All this came to a head that day in June, 1943. Official records, newspaper accounts, and personal testimony differ, but it seems that some sort of altercation occurred when Black soldiers tried to go into the white commissary on base. Later that day, military police fired on Black troops at another part of the depot. The official report said one Black soldier was killed and six wounded, though eye-witnesses said it was many more.
Official reports (if you can even call them that), seems to blame the Black soldiers for the entire thing, and said that they instigated the deadly violence by arming themselves with rifles after the commissary fight. A New York Times article published that month reported “an undetermined number of Negro soldiers forced their way into the supply building and began firing on the white troops.”
Here’s the story as told by the U.S. Army (when then-Congressman Tom Ridge asked the Army for the story, this is all they supplied): “an altercation between Negro and white soldiers in a post exchange expanded until it involved large numbers of troops in the exchange area. This first disturbance, brought under control by white and Negro military police, was followed by another when two new prisoners, picked up for a pass violation, spread news of the earlier fracas to men in the guardhouse. Negro prisoners broke out of the guardhouse and, joined by other soldiers, seized firearms and ammunition from supply rooms. Military police, again white and Negro, killed one and wounded five other soldiers in quelling the second disturbance.” (The Employment of Negro Troops, page 374)

However, the most detailed account of this event comes from Dempsey Travis, a soldier who was stationed at the Shenango Depot and was himself shot several times by military police. He recorded the story several times in articles and his autobiography, but I find the most compelling version comes from an oral history interview he did with Studs Terkel and later published in The Good War (1984). Take a few minutes to read his story to see how it squares with the other accounts:
The army was an experience unlike anything I’ve had in my life. I think of two armies, one Black, one white. I saw German prisoners free to move around the camp, unlike German prisoners restricted.
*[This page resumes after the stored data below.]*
//! Error types for the treefs namespace.

use thiserror::Error;

/// Content buffer errors.
///
/// A failed buffer operation never mutates the buffer.
#[derive(Debug, Clone, PartialEq, Eq, Error)]
pub enum BufferError {
    #[error("invalid position {pos} (length {len})")]
    InvalidPosition { pos: usize, len: usize },

    #[error("empty text")]
    EmptyText,

    #[error("substring not found: {0:?}")]
    NotFound(String),
}

/// Namespace errors reported by the filesystem facade.
#[derive(Debug, Clone, PartialEq, Eq, Error)]
pub enum FsError {
    #[error("{0}: no such file or directory")]
    NotFound(String),

    #[error("{0}: not a directory")]
    NotADirectory(String),

    #[error("{0}: is a directory")]
    IsADirectory(String),

    #[error("{0}: already exists")]
    AlreadyExists(String),

    #[error("{0}: permission denied")]
    PermissionDenied(String),

    #[error("invalid path: {0:?}")]
    InvalidPath(String),

    #[error("cannot remove the root directory")]
    RootRemoval,

    #[error("{0}: is a directory (use -r)")]
    DirectoryNotEmpty(String),

    #[error("invalid mode: {0} (expected three octal digits, e.g. 755)")]
    InvalidMode(String),

    #[error(transparent)]
    Buffer(#[from] BufferError),
}

/// Shell command errors. Rendered as `<command>: <error>`.
#[derive(Debug, Clone, PartialEq, Eq, Error)]
pub enum ShellError {
    #[error("syntax error: expected a file name after '{0}'")]
    MissingRedirectTarget(String),

    #[error("missing operand")]
    MissingOperand,

    #[error("usage: {0}")]
    Usage(&'static str),

    #[error("invalid position: {0:?}")]
    InvalidNumber(String),

    #[error("command not found")]
    UnknownCommand,

    #[error(transparent)]
    Fs(#[from] FsError),
}

impl From<BufferError> for ShellError {
    fn from(err: BufferError) -> Self {
        ShellError::Fs(FsError::Buffer(err))
    }
}

/// Application-level errors (configuration, logging, binary I/O).
#[derive(Debug, Error)]
pub enum ApiError {
    #[error("Configuration error: {0}")]
    ConfigError(String),

    #[error("I/O error: {0}")]
    Io(#[from] std::io::Error),

    #[error(transparent)]
    Fs(#[from] FsError),
}

impl From<config::ConfigError> for ApiError {
    fn from(err: config::ConfigError) -> Self {
        ApiError::ConfigError(err.to_string())
    }
}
The Germans walked right into the doggone places like any white American. We were wearin’ the same uniform, but we were excluded.
This was Camp Shenango, Pennsylvania, about thirty-five miles east of Youngstown, Ohio. When I arrived, I stepped into mud up to my knees. The troop train was Jim Crow. They had a car for Black soldiers and for whites. They went to their part and sent us to the ghetto. It seems the army always arranged to have Black soldiers back up against the woods someplace. Isolated. We were never near the main gate. If you went through camp as a visitor, you’d never know Black soldiers were there, unless they happened to be working on some menial detail.
They didn’t have a PX that Black soldiers could use. There was a white PX, but we could not use it. They set up a temporary situation in the barracks where a guy had some candy bars and a Coke. At the white PX, you could buy almost anything. We had nothin’. There was no Black servicemen’s club. No place for recreation. The only thing guys could do is shoot craps and play cards. If lucky, they might get a pass to Sharon, about fifteen miles away.
Although there were five theaters on the post, there were none that Black soldiers could use. After we’d been there a couple of weeks, they decided to put a makeshift theater right I the center of the Black area. You could get maybe a couple hundred guys in, so they had to run it in shifts. A friend named Kansas and I had decided we’d go to the theater that night. When we looked out, the line was do damn long, we know we’d never get in. So we made the second shift, Wuthering Heights was the picture.
As we walked out of the theater, there was a group of Black soldiers standing around in a big discussion. Some Black soldier’s eye had been kicked out for going into the PX to get a beer. The guys were talking: We’ve got to do something about it. Kansas and I just walked into this.
Within minutes, a caravan of six trucks loaded with white soldiers in battle-color fatigues, like they had in jungle warfare, looked like green leaves, camouflage, they drove up and surrounded the area. Cut the street off. The lights went out and they started firing. Firing, Firing, firing, just shooting into the goddamn crowd. Everybody started scrambling like hell. I must have run maybe five feet and fell, my friend Kansas beside me. I put my hand on my leg and I could feel something warm running down my pants.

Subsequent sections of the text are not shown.